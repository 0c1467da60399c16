use std::fs;
use std::path::{Path, PathBuf};
use std::process::{ExitStatus, Stdio};

use tokio::io::AsyncWriteExt;

/// Name of the binary under test
pub const BINARY: &str = "autopack";

pub const SAMPLE_TEXT: &str = "The quick brown fox jumps over the lazy dog.\n\
    Pack my box with five dozen liquor jugs.\n\
    How vexingly quick daft zebras jump!\n";

/// Returns the path to the cargo-built binary.
///
/// # Panics
///
/// Panics if the binary cannot be found.
fn cargo_binary(name: &str) -> PathBuf {
    let bin_env = format!("CARGO_BIN_EXE_{name}");
    if let Some(path) = std::env::var_os(&bin_env) {
        return PathBuf::from(path);
    }

    let exe_name = format!("{name}{}", std::env::consts::EXE_SUFFIX);
    let manifest = PathBuf::from(env!("CARGO_MANIFEST_DIR"));
    manifest
        .ancestors()
        .flat_map(|dir| ["debug", "release"].map(|profile| dir.join("target").join(profile)))
        .map(|dir| dir.join(&exe_name))
        .find(|path| path.is_file())
        .unwrap_or_else(|| {
            panic!("Binary '{name}' not found. Set '{bin_env}' or build the project binaries.")
        })
}

/// Whether a system tool is available in PATH
pub fn has_tool(name: &str) -> bool {
    which::which(name).is_ok()
}

/// Output from running a binary command
#[derive(Debug)]
pub struct Output {
    pub status: ExitStatus,
    pub stdout: String,
    pub stderr: String,
}

impl Output {
    /// Process exit code, `-1` when killed by a signal
    pub fn code(&self) -> i32 {
        self.status.code().unwrap_or(-1)
    }
}

/// Shared test fixture utilities to keep filesystem interactions isolated
pub struct Fixture {
    root_dir: tempfile::TempDir,
}

impl Fixture {
    /// Create an empty fixture
    ///
    /// # Panics
    ///
    /// Panics if the temporary directory cannot be created.
    pub fn new() -> Self {
        Self {
            root_dir: tempfile::TempDir::new().unwrap(),
        }
    }

    /// Create fixture with single file
    ///
    /// # Panics
    ///
    /// Panics if the temporary directory cannot be created or if the fixture file
    /// cannot be written.
    pub fn with_file(name: &str, contents: &[u8]) -> Self {
        let fixture = Self::new();
        fixture.write(name, contents);
        fixture
    }

    /// Write a file, creating parent directories as needed
    ///
    /// # Panics
    ///
    /// Panics if the file cannot be written.
    pub fn write(&self, name: &str, contents: &[u8]) {
        let path = self.root_dir.path().join(name);
        if let Some(parent) = path.parent() {
            fs::create_dir_all(parent).unwrap();
        }
        fs::write(path, contents).unwrap();
    }

    /// Get full path for a file in the fixture
    pub fn path(&self, name: &str) -> String {
        format!("{}/{}", self.root_dir.path().display(), name)
    }

    /// Check if a file exists in the fixture
    pub fn file_exists(&self, name: &str) -> bool {
        self.root_dir.path().join(name).exists()
    }

    /// Read a fixture file, empty when missing
    pub fn read(&self, name: &str) -> Vec<u8> {
        fs::read(self.root_dir.path().join(name)).unwrap_or_default()
    }

    pub fn root_dir_path(&self) -> &Path {
        self.root_dir.path()
    }

    /// Run the cargo binary with the specified arguments and closed stdin
    pub async fn run_cargo(&mut self, args: &[&str]) -> Output {
        self.run_with_stdin(args, b"").await
    }

    /// Run the cargo binary with the specified arguments and stdin input
    ///
    /// # Panics
    ///
    /// Panics if the process cannot be spawned or if awaiting its output fails.
    pub async fn run_with_stdin(&mut self, args: &[&str], stdin: &[u8]) -> Output {
        let mut child = tokio::process::Command::new(cargo_binary(BINARY))
            .args(args)
            .current_dir(self.root_dir.path())
            .env_remove("AUTOPACK_PASSWORD")
            .env_remove("RUST_LOG")
            .stdout(Stdio::piped())
            .stderr(Stdio::piped())
            .stdin(Stdio::piped())
            .kill_on_drop(true)
            .spawn()
            .unwrap();

        if let Some(ref mut pipe) = child.stdin {
            pipe.write_all(stdin).await.unwrap_or_else(|err| {
                // The binary may exit before reading everything.
                if err.kind() != std::io::ErrorKind::BrokenPipe {
                    panic!("failed write to stdin ({} bytes): {err}", stdin.len());
                }
            });
        }

        // Drop stdin to send EOF to the child process
        drop(child.stdin.take());

        let raw_output = child.wait_with_output().await.unwrap();
        Output {
            status: raw_output.status,
            stdout: String::from_utf8_lossy(&raw_output.stdout).into_owned(),
            stderr: String::from_utf8_lossy(&raw_output.stderr).into_owned(),
        }
    }
}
========================================
• **About this exercise**: Above is a listing; print exactly its lines from the one with "pub fn code(&self)" through the one with "if let Some(parent)", and no other lines.

• **Answer below**:
    pub fn code(&self) -> i32 {
        self.status.code().unwrap_or(-1)
    }
}

/// Shared test fixture utilities to keep filesystem interactions isolated
pub struct Fixture {
    root_dir: tempfile::TempDir,
}

impl Fixture {
    /// Create an empty fixture
    ///
    /// # Panics
    ///
    /// Panics if the temporary directory cannot be created.
    pub fn new() -> Self {
        Self {
            root_dir: tempfile::TempDir::new().unwrap(),
        }
    }

    /// Create fixture with single file
    ///
    /// # Panics
    ///
    /// Panics if the temporary directory cannot be created or if the fixture file
    /// cannot be written.
    pub fn with_file(name: &str, contents: &[u8]) -> Self {
        let fixture = Self::new();
        fixture.write(name, contents);
        fixture
    }

    /// Write a file, creating parent directories as needed
    ///
    /// # Panics
    ///
    /// Panics if the file cannot be written.
    pub fn write(&self, name: &str, contents: &[u8]) {
        let path = self.root_dir.path().join(name);
        if let Some(parent) = path.parent() {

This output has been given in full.